Rapid sequencing-based diagnosis of infectious bacterial species from meningitis patients in Zambia

Clin Transl Immunology. 2019 Nov 5;8(11):e01087. doi: 10.1002/cti2.1087. eCollection 2019.

Abstract

Objectives: We have developed a portable system for the rapid determination of bacterial composition for the diagnosis of infectious diseases. Our system comprises of a nanopore technology-based sequencer, MinION, and two laptop computers. To examine the accuracy and time efficiency of our system, we provided a proof-of-concept for the detection of the causative bacteria of 11 meningitis patients in Zambia.

Methods: We extracted DNA from cerebrospinal fluid samples of each patient and amplified the 16S rRNA gene regions.
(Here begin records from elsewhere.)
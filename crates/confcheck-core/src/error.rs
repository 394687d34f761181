//! # Error Types: Structured Check Failures
//!
//! Every check in confcheck fails with a [`CheckError`]. All variants are
//! fatal to the run: the first failure aborts the remaining checks and is
//! surfaced to the invoking process as a non-zero exit.
//!
//! ## Design
//!
//! - Parse errors carry the offending file path, the format it was parsed
//!   as, and the underlying parser message.
//! - Invariant violations carry the entry, the field, and the expected vs
//!   actual values.
//! - A missing parser capability is a [`CheckError::Configuration`], distinct
//!   from a malformed file.

use std::path::Path;

use thiserror::Error;

use crate::document::DocumentFormat;

/// Top-level error type for config checks.
#[derive(Error, Debug)]
pub enum CheckError {
    /// A file did not parse under its declared format.
    #[error("failed to parse {path} as {format}: {reason}")]
    Parse {
        /// Path of the file that failed to parse.
        path: String,
        /// Format the file was parsed as.
        format: DocumentFormat,
        /// Underlying parser message.
        reason: String,
    },

    /// A required capability (usually a parser) is not available.
    #[error("configuration error: {0}")]
    Configuration(String),

    /// A named entry was not found in a collection.
    #[error("no entry named '{key}' in '{collection}' of {path}")]
    MissingEntry {
        /// Collection that was searched (e.g. `upstreams`).
        collection: String,
        /// Name that was looked up.
        key: String,
        /// Document the collection belongs to.
        path: String,
    },

    /// An entry exists but a field does not hold the expected value.
    #[error("invariant violated for '{entry}': expected {field} = '{expected}', found '{actual}'")]
    InvariantViolation {
        /// Entry the field belongs to.
        entry: String,
        /// Field that was checked.
        field: String,
        /// Expected value.
        expected: String,
        /// Actual value found in the document.
        actual: String,
    },

    /// A file or directory could not be read.
    #[error("failed to read {path}: {source}")]
    Io {
        /// Path that could not be read.
        path: String,
        /// Underlying IO error.
        #[source]
        source: std::io::Error,
    },
}

impl CheckError {
    /// Build a [`CheckError::Parse`] for `path`.
    pub fn parse(path: &Path, format: DocumentFormat, reason: impl Into<String>) -> Self {
        Self::Parse {
            path: path.display().to_string(),
            format,
            reason: reason.into(),
        }
    }

    /// Build a [`CheckError::Io`] for `path`.
    pub fn io(path: &Path, source: std::io::Error) -> Self {
        Self::Io {
            path: path.display().to_string(),
            source,
        }
    }

    /// Short, stable name of the error kind, used in log fields and reports.
    pub fn kind(&self) -> &'static str {
        match self {
            Self::Parse { .. } => "parse_error",
            Self::Configuration(_) => "configuration_error",
            Self::MissingEntry { .. } => "missing_entry",
            Self::InvariantViolation { .. } => "invariant_violation",
            Self::Io { .. } => "io_error",
        }
    }
}

#[cfg(test)]
mod tests {
    use super::*;

    #[test]
    fn parse_error_names_path_and_format() {
        let err = CheckError::parse(
            Path::new("observability/bad.json"),
            DocumentFormat::Json,
            "trailing comma at line 3 column 1",
        );
        let msg = err.to_string();
        assert!(msg.contains("observability/bad.json"));
        assert!(msg.contains("JSON"));
        assert!(msg.contains("trailing comma"));
        assert_eq!(err.kind(), "parse_error");
    }

    #[test]
    fn invariant_violation_names_expected_and_actual() {
        let err = CheckError::InvariantViolation {
            entry: "backend-upstream".to_string(),
            field: "hash_on".to_string(),
            expected: "cookie".to_string(),
            actual: "ip".to_string(),
        };
        let msg = err.to_string();
        assert!(msg.contains("backend-upstream"));
        assert!(msg.contains("'cookie'"));
        assert!(msg.contains("'ip'"));
    }

    #[test]
    fn missing_entry_names_collection_and_key() {
        let err = CheckError::MissingEntry {
            collection: "upstreams".to_string(),
            key: "backend-upstream".to_string(),
            path: "kong.yml".to_string(),
        };
        assert_eq!(
            err.to_string(),
            "no entry named 'backend-upstream' in 'upstreams' of kong.yml"
        );
        assert_eq!(err.kind(), "missing_entry");
    }

    #[test]
    fn io_error_keeps_source() {
        let source = std::io::Error::new(std::io::ErrorKind::NotFound, "gone");
        let err = CheckError::io(Path::new("/nope"), source);
        assert!(std::error::Error::source(&err).is_some());
        assert!(err.to_string().contains("/nope"));
    }
}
The sequencing library was prepared, and the sequenced reads were simultaneously processed for bacterial composition determination using the minimap2 software and the representative prokaryote genomes.

Results: The sequencing results of four of the six culture-positive samples were consistent with those of conventional culture-based methods. The dominant bacterial species in each of these samples were identified from the sequencing data within only 3 min. Although the major bacterial species were also detected from the other two culture-positive samples and five culture-negative samples, their presence could not be confirmed. Moreover, as a whole, although the number of sequencing reads obtained within a short sequencing run was small, there was no change in the major bacterial species over time with prolonged sequencing. In addition, the processing time strongly correlated with the number of sequencing reads used for the analysis.

Conclusion: Our results suggest that time-effective analysis could be achieved by determining the number of sequencing reads required for the rapid diagnosis of infectious bacterial species depending on the complexity of bacterial species in a sample.

Keywords: meningitis; meta 16S rRNA sequencing; microbiome; nanopore sequencing; rapid diagnosis.